The window frame company's contribution, after much deliberation, was to come along and drill and plug a number of "drainage" holes at the bottom of the frame supporting the outer "doors" so that if water does penetrate it will drain away rather than accumulate. Given that the earth level adjacent to these frames is only a little below the base of the frames the potential problem in heavy rain is obvious!

So now, an initially straightforward solution of using windows as a ventilation system requires an additional "door" opening from outside, with drainage holes drilled in the frame, and a canopy system to limit direct rain penetration for each of the three ventilation shafts.

This is getting unreal. 

To add to this whole saga is the fact that the mechanisms to open the vents from inside the house are not fit for purpose. It has not proved possible using the long thin winding handle to exert sufficient pressure to consistently fully close the vents. On top of that the mechanisms themselves have started to break!!

The result has been that the vents have not been used throughout the long hot summer as it was too great a risk to not be able to fully close the windows, especially given last year's torrential summer rain and the resulting flooding of the house. (See earlier post).

A rethink is required.

When the roof was covered with its earth sheltering layer, the section of the roof at the front of the house was overfilled with earth. The result was that when there was heavy rain, washing down the hillside and across the roof, water and mud were washed over the parapet and ran down the front facing of the house, leaving muddy trails and depositing said mud and water onto the terrace. Whilst the discolouration of the front facing concrete helped to temper the stark outline of the house by blending it into the hillside, it was not a suitable long term arrangement that reflected the clean, sharp line design statement of the house!!

The solution, here, was to dig out 50cm of the soil against the front parapet to a depth of 20cm, set a narrow aluminium sheet "wall", with drainage holes drilled in it, some 15cm back from the parapet, fill the space between this "wall" and the earth covering with gravel to retain the soil but allow any water to flow through. A drilled drainage pipe was then bedded on gravel along the whole length of the house to collect and run off any accumulated water at either end of the house.

We are now awaiting some heavy rain to check that all works as planned.

And finally...

Whilst having a quiet lunch one day there was a loud crash from the room transmitted down the cook stove chimney. Fearing the worst, with the PV and water heater panels located where the sound seemed to originate from, I rushed up to the roof. What I found was that the thick polythene cover that had been battened into place as a temporary measure, to prevent soil and rocks falling into the light well when the earth sheltering was being put in place, had been ripped off by the high wind and a batten had collided with, and dented, the chimney stack. Hence the loud noise.
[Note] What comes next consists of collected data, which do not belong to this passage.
//! Liveness of local names.
//!
//! A name is *live* at the end of a block if some path leaving the block reaches
//! a read of the name before any rebinding of it.
//!
//! Two implementations are provided:
//!
//! - [`LivenessAnalysis`] answers single `(name, block)` queries on demand with a
//!   forward graph search. Phi placement only asks about one predecessor per
//!   merge block, so the query volume stays small and nothing is cached.
//! - [`LiveNames`] is the textbook backward data flow formulation, computing
//!   live-in and live-out sets for every block at once:
//!
//!   - `USE[B]` = names read in B before any write ([`BlockUsage::loads`])
//!   - `DEF[B]` = names written in B before any read ([`BlockUsage::stores`])
//!   - `OUT[B]` = ∪{IN[S] | S is a successor of B}
//!   - `IN[B]` = USE[B] ∪ (OUT[B] - DEF[B])
//!
//! Both agree on every query; the second is used to cross-check the first.

use std::collections::{BTreeSet, VecDeque};

use tracing::trace;

use crate::{
    analysis::{
        dataflow::{AnalysisResults, DataFlowAnalysis, DataFlowSolver, Direction, MeetSemiLattice},
        BlockUsage,
    },
    cfg::{BlockId, CfgBlock, ControlFlowGraph},
};

/// On-demand liveness queries over one function's graph.
///
/// # Examples
///
/// ```rust
/// use bindscope::{analysis::LivenessAnalysis, ast::{Expr, Stmt}, cfg::CfgBuilder};
///
/// let mut builder = CfgBuilder::new();
/// let b0 = builder.add_block_with(vec![Stmt::assign(Expr::name("x"), Expr::int(1))]);
/// let b1 = builder.add_block_with(vec![Stmt::ret(Some(Expr::name("x")))]);
/// builder.add_edge(b0, b1);
/// let cfg = builder.build()?;
///
/// let liveness = LivenessAnalysis::new(&cfg);
/// assert!(liveness.is_live_at_end("x", b0));
/// assert!(!liveness.is_live_at_end("x", b1));
/// # Ok::<(), bindscope::Error>(())
/// ```
#[derive(Debug, Clone, Copy)]
pub struct LivenessAnalysis<'a> {
    cfg: &'a ControlFlowGraph,
}

impl<'a> LivenessAnalysis<'a> {
    /// Creates a liveness oracle for `cfg`.
    #[must_use]
    pub fn new(cfg: &'a ControlFlowGraph) -> Self {
        Self { cfg }
    }

    /// Returns the graph this oracle answers for.
    #[must_use]
    pub fn cfg(&self) -> &'a ControlFlowGraph {
        self.cfg
    }

    /// Returns `true` iff some path leaving `block` reads `name` before writing it.
    ///
    /// Exit blocks have nothing live at their end. Otherwise the successors are
    /// searched breadth-first: a block that exposes a read of `name` ends the
    /// search, a block that kills `name` ends that path, any other block passes
    /// the search on to its own successors. Each block is visited at most once,
    /// so loops terminate.
    ///
    /// # Panics
    ///
    /// Panics if `block` is out of range.
    #[must_use]
    pub fn is_live_at_end(&self, name: &str, block: BlockId) -> bool {
        let successors = self.cfg.successors(block);
        if successors.is_empty() {
            return false;
        }

        let mut visited = vec![false; self.cfg.block_count()];
        let mut queue: VecDeque<BlockId> = successors.iter().copied().collect();

        while let Some(current) = queue.pop_front() {
            if visited[current.index()] {
                continue;
            }
            visited[current.index()] = true;

            let usage = BlockUsage::of_block(&self.cfg[current]);
            if usage.is_exposed_load(name) {
                trace!(name, %block, reader = %current, "live at end");
                return true;
            }
            if !usage.kills(name) {
                queue.extend(self.cfg.successors(current).iter().copied());
            }
        }

        false
    }
}

/// Set of live names at a program point.
#[derive(Debug, Clone, Default, PartialEq, Eq)]
pub struct LiveSet(BTreeSet<String>);

impl LiveSet {
    /// Returns `true` if `name` is live.
    #[must_use]
    pub fn contains(&self, name: &str) -> bool {
        self.0.contains(name)
    }

    /// Returns the live names in sorted order.
    pub fn names(&self) -> impl Iterator<Item = &str> + '_ {
        self.0.iter().map(String::as_str)
    }

    /// Returns the number of live names.
    #[must_use]
    pub fn len(&self) -> usize {
        self.0.len()
    }

    /// Returns `true` if no name is live.
    #[must_use]
    pub fn is_empty(&self) -> bool {
        self.0.is_empty()
    }
}

impl MeetSemiLattice for LiveSet {
    /// Meet is union (a name is live if it is live on ANY successor path).
    fn meet(&self, other: &Self) -> Self {
        LiveSet(self.0.union(&other.0).cloned().collect())
    }
}

/// Backward live-name analysis over the whole graph.
///
/// # Example
///
/// ```rust,ignore
/// let results = LiveNames::new(&cfg).solve(&cfg);
/// let live_out = results.out_state(block).unwrap();
/// ```
#[derive(Debug, Clone)]
pub struct LiveNames {
    /// Block-local classification, indexed by block.
    usage: Vec<BlockUsage>,
}

impl LiveNames {
    /// Classifies every block of `cfg`.
    #[must_use]
    pub fn new(cfg: &ControlFlowGraph) -> Self {
        Self {
            usage: cfg.blocks().iter().map(BlockUsage::of_block).collect(),
        }
    }

    /// Runs the analysis to its fixpoint.
    #[must_use]
    pub fn solve(self, cfg: &ControlFlowGraph) -> AnalysisResults<LiveSet> {
        DataFlowSolver::new(self).solve(cfg)
    }
}

impl DataFlowAnalysis for LiveNames {
    type Lattice = LiveSet;
    const DIRECTION: Direction = Direction::Backward;

    fn boundary(&self, _cfg: &ControlFlowGraph) -> LiveSet {
        // Nothing is read after the function returns.
        LiveSet::default()
    }

    fn initial(&self, _cfg: &ControlFlowGraph) -> LiveSet {
        LiveSet::default()
    }

    fn transfer(&self, block: &CfgBlock, output: &LiveSet) -> LiveSet {
        let usage = &self.usage[block.id.index()];
        let mut live: BTreeSet<String> = output
            .0
            .iter()
            .filter(|name| !usage.kills(name))
            .cloned()
            .collect();
        live.extend(usage.loads().iter().cloned());
        LiveSet(live)
    }
}

#[cfg(test)]
mod tests {
    use super::*;
    use crate::{
        ast::{Expr, Stmt},
        cfg::CfgBuilder,
    };

    fn read(name: &str) -> Stmt {
        Stmt::expr(Expr::name(name))
    }

    fn write(name: &str) -> Stmt {
        Stmt::assign(Expr::name(name), Expr::int(0))
    }

    #[test]
    fn test_exit_block_has_nothing_live() {
        let mut builder = CfgBuilder::new();
        let b0 = builder.add_block_with(vec![read("x")]);
        let cfg = builder.build().expect("valid graph");
        assert!(!LivenessAnalysis::new(&cfg).is_live_at_end("x", b0));
    }

    #[test]
    fn test_write_in_successor_blocks_liveness() {
        // b0 -> b1 (x = 0) -> b2 (read x)
        let mut builder = CfgBuilder::new();
        let b0 = builder.add_block();
        let b1 = builder.add_block_with(vec![write("x")]);
        let b2 = builder.add_block_with(vec![read("x")]);
        builder.add_edge(b0, b1).add_edge(b1, b2);
        let cfg = builder.build().expect("valid graph");

        let liveness = LivenessAnalysis::new(&cfg);
        assert!(!liveness.is_live_at_end("x", b0));
        assert!(liveness.is_live_at_end("x", b1));
    }

    #[test]
    fn test_read_on_one_branch_is_live() {
        // b0 -> b1 (x = 0), b0 -> b2 (read x)
        let mut builder = CfgBuilder::new();
        let b0 = builder.add_block();
        let b1 = builder.add_block_with(vec![write("x")]);
        let b2 = builder.add_block_with(vec![read("x")]);
        builder.add_edge(b0, b1).add_edge(b0, b2);
        let cfg = builder.build().expect("valid graph");

        assert!(LivenessAnalysis::new(&cfg).is_live_at_end("x", b0));
    }

    #[test]
    fn test_loop_terminates_and_finds_read() {
        // b0 -> b1 -> b2 -> b1, b1 -> b3 (read x)
        let mut builder = CfgBuilder::new();
        let b0 = builder.add_block();
        let b1 = builder.add_block();
        let b2 = builder.add_block();
        let b3 = builder.add_block_with(vec![read("x")]);
        builder
            .add_edge(b0, b1)
            .add_edge(b1, b2)
            .add_edge(b2, b1)
            .add_edge(b1, b3);
        let cfg = builder.build().expect("valid graph");

        let liveness = LivenessAnalysis::new(&cfg);
        assert!(liveness.is_live_at_end("x", b2));
        assert!(!liveness.is_live_at_end("y", b2));
    }

    #[test]
    fn test_read_after_write_in_same_block_is_not_exposed() {
        // b0 -> b1 (x = 0; read x)
        let mut builder = CfgBuilder::new();
        let b0 = builder.add_block();
        let b1 = builder.add_block_with(vec![write("x"), read("x")]);
        builder.add_edge(b0, b1);
        let cfg = builder.build().expect("valid graph");

        assert!(!LivenessAnalysis::new(&cfg).is_live_at_end("x", b0));
    }

    #[test]
    fn test_live_names_fixpoint() {
        // b0 (x = 0) -> b1 (read x; y = 0) -> b2 (read y)
        let mut builder = CfgBuilder::new();
        let b0 = builder.add_block_with(vec![write("x")]);
        let b1 = builder.add_block_with(vec![read("x"), write("y")]);
        let b2 = builder.add_block_with(vec![read("y")]);
        builder.add_edge(b0, b1).add_edge(b1, b2);
        let cfg = builder.build().expect("valid graph");

        let results = LiveNames::new(&cfg).solve(&cfg);
        let out0 = results.out_state(b0).expect("block exists");
        assert!(out0.contains("x"));
        assert!(!out0.contains("y"));

        let out1 = results.out_state(b1).expect("block exists");
        assert_eq!(out1.names().collect::<Vec<_>>(), vec!["y"]);

        assert!(results.out_state(b2).expect("block exists").is_empty());
        assert!(results.in_state(b0).expect("block exists").is_empty());
    }

    #[test]
    fn test_live_set_meet_is_union() {
        let a = LiveSet(["a", "b"].iter().map(|s| s.to_string()).collect());
        let b = LiveSet(["b", "c"].iter().map(|s| s.to_string()).collect());
        let merged = a.meet(&b);
        assert_eq!(merged.len(), 3);
        assert_eq!(merged, b.meet(&a));
        assert_eq!(merged.meet(&merged), merged);
    }
}
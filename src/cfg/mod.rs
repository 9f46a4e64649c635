//! Control Flow Graph (CFG) representation.
//!
//! The graph is produced by the CFG-construction stage of the compiler and only
//! read by the analyses. Blocks are addressed by their stable [`BlockId`], with
//! block 0 as the entry; all per-block results are kept in vectors indexed by
//! that id.
//!
//! # Key Components
//!
//! - [`ControlFlowGraph`] - The validated, immutable graph
//! - [`CfgBlock`] - A basic block with ordered predecessor and successor lists
//! - [`CfgBuilder`] - Incremental construction with consistent edge lists
//! - [`ValidationConfig`] - Which structural checks construction performs
//!
//! # Shape
//!
//! - Block 0 is the only block without predecessors
//! - The graph may contain cycles (loops)
//! - Blocks without successors are function exits
//!
//! # Examples
//!
//! ```rust
//! use bindscope::cfg::{CfgBuilder, BlockId};
//!
//! let mut builder = CfgBuilder::new();
//! let entry = builder.add_block();
//! let header = builder.add_block();
//! let body = builder.add_block();
//! let exit = builder.add_block();
//! builder
//!     .add_edge(entry, header)
//!     .add_edge(header, body)
//!     .add_edge(body, header)
//!     .add_edge(header, exit);
//! let cfg = builder.build()?;
//!
//! assert_eq!(cfg.entry(), BlockId::new(0));
//! assert!(cfg.is_merge(header));
//! # Ok::<(), bindscope::Error>(())
//! ```

mod block;
mod builder;
mod config;
mod graph;

pub use block::{BlockId, CfgBlock};
pub use builder::CfgBuilder;
pub use config::ValidationConfig;
pub use graph::ControlFlowGraph;
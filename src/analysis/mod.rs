//! Binding analyses over one function's control flow graph.
//!
//! This module answers the questions a code generator asks before lowering a
//! function body with local names:
//!
//! - [`LivenessAnalysis`] - is a name read again after a block ends?
//! - [`DefinednessAnalysis`] - is a name bound, possibly bound, or unbound at a block?
//! - [`PhiAnalysis`] - which names need a value-selecting phi at each merge block?
//!
//! # Architecture
//!
//! - [`dataflow`] - Generic lattice traits and the worklist fixpoint solver
//! - `local` - Block-local read/write classification ([`BlockUsage`])
//! - `liveness` - On-demand liveness queries and the [`LiveNames`] fixpoint
//! - `definedness` - Forward definedness levels per block
//! - `phi` - Required phis at merge points
//!
//! All analyses are read-only over the graph. Independent functions can be
//! analysed in parallel with [`analyze_functions`].
//!
//! # Usage
//!
//! ```rust
//! use bindscope::{
//!     analysis::{compute_liveness_info, compute_required_phis},
//!     ast::{Arguments, Expr, Stmt},
//!     cfg::CfgBuilder,
//!     scope::LocalOnly,
//! };
//!
//! let mut builder = CfgBuilder::new();
//! let entry = builder.add_block();
//! let then = builder.add_block_with(vec![Stmt::assign(Expr::name("x"), Expr::int(1))]);
//! let join = builder.add_block_with(vec![Stmt::ret(Some(Expr::name("x")))]);
//! builder.add_edge(entry, then).add_edge(entry, join).add_edge(then, join);
//! let cfg = builder.build()?;
//!
//! let liveness = compute_liveness_info(&cfg);
//! let phis = compute_required_phis(&Arguments::default(), &cfg, &liveness, &LocalOnly);
//!
//! assert!(phis.is_required("x", join));
//! assert!(phis.is_potentially_undefined_after("x", then));
//! # Ok::<(), bindscope::Error>(())
//! ```

pub mod dataflow;

mod definedness;
mod liveness;
mod local;
mod phi;

pub use definedness::{DefinednessAnalysis, DefinednessState, DefinitionLevel, RequiredSet};
pub use liveness::{LiveNames, LiveSet, LivenessAnalysis};
pub use local::BlockUsage;
pub use phi::PhiAnalysis;

use std::fmt;

use rayon::prelude::*;
use tracing::debug;

use crate::{
    ast::Arguments,
    cfg::ControlFlowGraph,
    scope::{LocalOnly, ScopeInfo},
};

/// Creates the liveness oracle for `cfg`.
#[must_use]
pub fn compute_liveness_info(cfg: &ControlFlowGraph) -> LivenessAnalysis<'_> {
    LivenessAnalysis::new(cfg)
}

/// Computes definedness and the required phis of `cfg` in one step.
///
/// # Arguments
///
/// * `args` - Formal parameters of the function
/// * `cfg` - The function's control flow graph
/// * `liveness` - Liveness oracle over the same graph
/// * `scope` - Resolves which names are bound outside the function
#[must_use]
pub fn compute_required_phis<'a, S>(
    args: &Arguments,
    cfg: &'a ControlFlowGraph,
    liveness: &LivenessAnalysis<'_>,
    scope: &S,
) -> PhiAnalysis<'a>
where
    S: ScopeInfo + ?Sized,
{
    let definedness = DefinednessAnalysis::new(args, cfg, scope);
    PhiAnalysis::new(definedness, cfg, liveness)
}

/// The inputs needed to analyse one function.
pub struct FunctionUnit {
    /// Name of the function, used for logging and reporting.
    pub name: String,
    /// Formal parameters.
    pub args: Arguments,
    /// Control flow graph of the function body.
    pub cfg: ControlFlowGraph,
    /// Scope resolution for the function's names.
    pub scope: Box<dyn ScopeInfo + Send + Sync>,
}

impl FunctionUnit {
    /// Creates a unit in which every name is local.
    #[must_use]
    pub fn new(name: impl Into<String>, args: Arguments, cfg: ControlFlowGraph) -> Self {
        Self {
            name: name.into(),
            args,
            cfg,
            scope: Box::new(LocalOnly),
        }
    }

    /// Replaces the scope resolution of this unit.
    #[must_use]
    pub fn with_scope(mut self, scope: impl ScopeInfo + Send + Sync + 'static) -> Self {
        self.scope = Box::new(scope);
        self
    }
}

impl fmt::Debug for FunctionUnit {
    fn fmt(&self, f: &mut fmt::Formatter<'_>) -> fmt::Result {
        f.debug_struct("FunctionUnit")
            .field("name", &self.name)
            .field("args", &self.args)
            .field("blocks", &self.cfg.block_count())
            .finish_non_exhaustive()
    }
}

/// Liveness, definedness and phi results for one function.
#[derive(Debug, Clone)]
pub struct FunctionAnalysis<'a> {
    unit: &'a FunctionUnit,
    liveness: LivenessAnalysis<'a>,
    phis: PhiAnalysis<'a>,
}

impl<'a> FunctionAnalysis<'a> {
    /// Runs every analysis over `unit`.
    #[must_use]
    pub fn compute(unit: &'a FunctionUnit) -> Self {
        let liveness = compute_liveness_info(&unit.cfg);
        let phis = compute_required_phis(&unit.args, &unit.cfg, &liveness, unit.scope.as_ref());

        debug!(
            function = %unit.name,
            blocks = unit.cfg.block_count(),
            merges = phis.merge_blocks().count(),
            "function analysed"
        );

        Self {
            unit,
            liveness,
            phis,
        }
    }

    /// Returns the function's name.
    #[must_use]
    pub fn name(&self) -> &'a str {
        &self.unit.name
    }

    /// Returns the unit the results were computed for.
    #[must_use]
    pub fn unit(&self) -> &'a FunctionUnit {
        self.unit
    }

    /// Returns the liveness oracle.
    #[must_use]
    pub fn liveness(&self) -> &LivenessAnalysis<'a> {
        &self.liveness
    }

    /// Returns the definedness results.
    #[must_use]
    pub fn definedness(&self) -> &DefinednessAnalysis {
        self.phis.definedness()
    }

    /// Returns the required phis.
    #[must_use]
    pub fn phis(&self) -> &PhiAnalysis<'a> {
        &self.phis
    }
}

/// Analyses independent functions in parallel.
///
/// Results are returned in the order of `units`.
#[must_use]
pub fn analyze_functions(units: &[FunctionUnit]) -> Vec<FunctionAnalysis<'_>> {
    let results: Vec<FunctionAnalysis<'_>> =
        units.par_iter().map(FunctionAnalysis::compute).collect();
    debug!(functions = results.len(), "batch analysed");
    results
}
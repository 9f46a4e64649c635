//! Helpers for Graphviz DOT output.

use std::fmt::Write;

/// Escapes a string for use inside a quoted DOT label or identifier.
///
/// # Examples
///
/// ```rust,ignore
/// use bindscope::utils::escape_dot;
///
/// assert_eq!(escape_dot("say \"hi\""), "say \\\"hi\\\"");
/// ```
#[must_use]
pub fn escape_dot(s: &str) -> String {
    s.replace('\\', "\\\\")
        .replace('"', "\\\"")
        .replace('\n', "\\n")
        .replace('\r', "")
        .replace('<', "\\<")
        .replace('>', "\\>")
}

/// Builds a left-justified multi-line node label.
///
/// Every line, the header included, is escaped and terminated with `\l`.
#[must_use]
pub fn left_justified_label<I, S>(header: &str, lines: I) -> String
where
    I: IntoIterator<Item = S>,
    S: AsRef<str>,
{
    let mut label = escape_dot(header);
    label.push_str("\\l");
    for line in lines {
        let _ = write!(label, "{}\\l", escape_dot(line.as_ref()));
    }
    label
}
//! Lattice trait for data flow analysis.
//!
//! A lattice defines how abstract values combine where control flow paths meet.
//! For a forward analysis that is a block with several predecessors; for a
//! backward analysis a block with several successors.

use std::fmt::Debug;

/// A meet semi-lattice with a meet (greatest lower bound) operation.
///
/// The meet operation combines information from multiple control flow paths.
/// It must satisfy:
///
/// - **Idempotent**: `x.meet(x) = x`
/// - **Commutative**: `x.meet(y) = y.meet(x)`
/// - **Associative**: `x.meet(y.meet(z)) = (x.meet(y)).meet(z)`
///
/// These laws make the solver's result independent of the order in which it
/// visits blocks. Implementations must uphold them exactly; the solver does not
/// compensate for a non-commutative meet.
///
/// The `initial` value of an analysis (see
/// [`crate::analysis::dataflow::DataFlowAnalysis::initial`]) must be the identity
/// of `meet`, so that blocks not yet reached do not influence their successors.
///
/// # Examples
///
/// ```rust,ignore
/// use bindscope::analysis::dataflow::MeetSemiLattice;
///
/// impl MeetSemiLattice for ReachedSet {
///     fn meet(&self, other: &Self) -> Self {
///         ReachedSet(self.0.union(&other.0).cloned().collect())
///     }
/// }
/// ```
pub trait MeetSemiLattice: Clone + Debug + PartialEq {
    /// Computes the meet (greatest lower bound) of two lattice elements.
    ///
    /// The meet represents combining information from two paths that merge.
    #[must_use]
    fn meet(&self, other: &Self) -> Self;
}
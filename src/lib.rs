// Copyright 2025 Johann Kempter
//
// Licensed under the Apache License, Version 2.0 (the "License");
// you may not use this file except in compliance with the License.
// You may obtain a copy of the License at
//
//     http://www.apache.org/licenses/LICENSE-2.0
//
// Unless required by applicable law or agreed to in writing, software
// distributed under the License is distributed on an "AS IS" BASIS,
// WITHOUT WARRANTIES OR CONDITIONS OF ANY KIND, either express or implied.
// See the License for the specific language governing permissions and
// limitations under the License.
//
// SPDX-License-Identifier: Apache-2.0

#![doc(html_no_source)]
#![deny(missing_docs)]
#![deny(unsafe_code)]

//! # bindscope
//!
//! Liveness, definedness and phi placement for the local names of a Python-like
//! function, computed over its control flow graph.
//!
//! A compiler that lowers such a function to SSA form needs to know, at every
//! merge point, which names carry a value that is still going to be read, and
//! whether a read may observe an unbound name. `bindscope` answers exactly
//! these questions:
//!
//! - **Liveness** - is `name` read after `block` ends, before being rebound?
//! - **Definedness** - is `name` definitely, possibly, or not at all bound when
//!   control reaches `block`?
//! - **Phi requirements** - which names need a phi at each block with two or
//!   more predecessors?
//!
//! ## Quick Start
//!
//! ```rust
//! use bindscope::prelude::*;
//!
//! // def f(c):
//! //     if c:
//! //         x = 1
//! //     return x
//! let mut builder = CfgBuilder::new();
//! let entry = builder.add_block();
//! let then = builder.add_block_with(vec![Stmt::assign(Expr::name("x"), Expr::int(1))]);
//! let join = builder.add_block_with(vec![Stmt::ret(Some(Expr::name("x")))]);
//! builder.push(entry, Stmt::branch(Expr::name("c"), then, join));
//! builder.add_edge(entry, then).add_edge(entry, join).add_edge(then, join);
//! let cfg = builder.build()?;
//!
//! let unit = FunctionUnit::new("f", Arguments::positional(["c"]), cfg);
//! let analysis = FunctionAnalysis::compute(&unit);
//!
//! assert!(analysis.phis().is_required("x", join));
//! assert_eq!(
//!     analysis.definedness().is_defined_at("x", join),
//!     DefinitionLevel::PotentiallyDefined,
//! );
//! # Ok::<(), bindscope::Error>(())
//! ```
//!
//! ## Architecture
//!
//! - [`ast`] - Statement and expression model, and the name walker that
//!   classifies every occurrence as a read or a write
//! - [`cfg`] - Basic blocks, the validated control flow graph and its builder
//! - [`scope`] - Resolution of names bound outside the function
//! - [`analysis`] - The data flow framework and the three analyses
//!
//! Construction of a [`cfg::ControlFlowGraph`] is the one place that reports
//! malformed input through [`Error`]. The analyses assume a well-formed graph
//! and panic on contract violations, naming the offending block and name.
//!
//! ## Logging
//!
//! The crate emits [`tracing`](https://docs.rs/tracing) events: `debug` for
//! graph construction and analysis summaries, `trace` for individual liveness
//! searches. No subscriber is installed by the library.
//!
//! ## Thread Safety
//!
//! All results are plain owned data over an immutable graph. Independent
//! functions can be analysed concurrently, see [`analysis::analyze_functions`].

#[macro_use]
pub(crate) mod error;
pub(crate) mod utils;

/// Convenient re-exports of the most commonly used types and traits.
///
/// # Example
///
/// ```rust
/// use bindscope::prelude::*;
///
/// let cfg = CfgBuilder::new().build();
/// assert!(matches!(cfg, Err(Error::Empty)));
/// ```
pub mod prelude;

/// Statement and expression model of a function body.
///
/// Every analysis consumes name occurrences through [`ast::NameVisitor`], so the
/// rules that decide what binds a name live in [`ast::walk_stmt`] and nowhere
/// else.
pub mod ast;

/// Control flow graphs of single functions.
pub mod cfg;

/// Resolution of names that refer outside the analysed function.
pub mod scope;

/// Liveness, definedness and phi analyses.
pub mod analysis;

/// `bindscope` Result type.
///
/// A type alias for `std::result::Result<T, Error>`.
pub use error::Result;

/// `bindscope` Error type.
///
/// Returned when a control flow graph fails validation.
///
/// # Example
///
/// ```rust
/// use bindscope::{cfg::ControlFlowGraph, Error};
///
/// match ControlFlowGraph::from_blocks(Vec::new()) {
///     Err(Error::Empty) => println!("no blocks"),
///     Err(e) => println!("invalid graph: {e}"),
///     Ok(_) => unreachable!(),
/// }
/// ```
pub use error::Error;
//! # bindscope Prelude
//!
//! This module provides a convenient prelude for the most commonly used types and traits
//! from the bindscope library. Import this module to get quick access to everything
//! needed to build a control flow graph and run the analyses over it.

// ================================================================================================
// Core Types and Error Handling
// ================================================================================================

/// The main error type for all bindscope operations
pub use crate::Error;

/// The result type used throughout bindscope
pub use crate::Result;

// ================================================================================================
// Function Bodies
// ================================================================================================

/// Statement and expression model
pub use crate::ast::{Alias, Arg, Arguments, Expr, ExprKind, Stmt, StmtKind};

/// Name occurrence walking
pub use crate::ast::{walk_stmt, NameAccess, NameVisitor};

// ================================================================================================
// Control Flow
// ================================================================================================

/// Graph, blocks and construction
pub use crate::cfg::{BlockId, CfgBlock, CfgBuilder, ControlFlowGraph, ValidationConfig};

/// Scope resolution
pub use crate::scope::{DeclaredGlobals, LocalOnly, ScopeInfo};

// ================================================================================================
// Analyses
// ================================================================================================

/// Per-function analyses
pub use crate::analysis::{
    DefinednessAnalysis, DefinitionLevel, LivenessAnalysis, PhiAnalysis, RequiredSet,
};

/// Batch driver and one-step helpers
pub use crate::analysis::{
    analyze_functions, compute_liveness_info, compute_required_phis, FunctionAnalysis,
    FunctionUnit,
};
With this temporary cover removed, more light was penetrating into the study area and the removal of the greenhouse effect means that there is a cooler flow of air into this area. Which, given the problems with the north facing ventilation highlighted above, has proved most beneficial.

The latest attempt by builders to protect the north facing ventilation system from the ingress of rain and mud.

Problems remain with the flow of the soil used to cover the top of the ventilation  shafts. This is a week after job was completed and before any rain wash down.

After a week this welded seam on the aluminium overhang had given way. Again without rain to add any pressure.

The temporary "roof" over the light well was ripped off in the fierce summer winds.

The new look light well.

The new front of roof drainage system installed to prevent the flow of mud and water off the section of the roof that was overfilled when the earth sheltering was installed.

View, looking east, across the roof.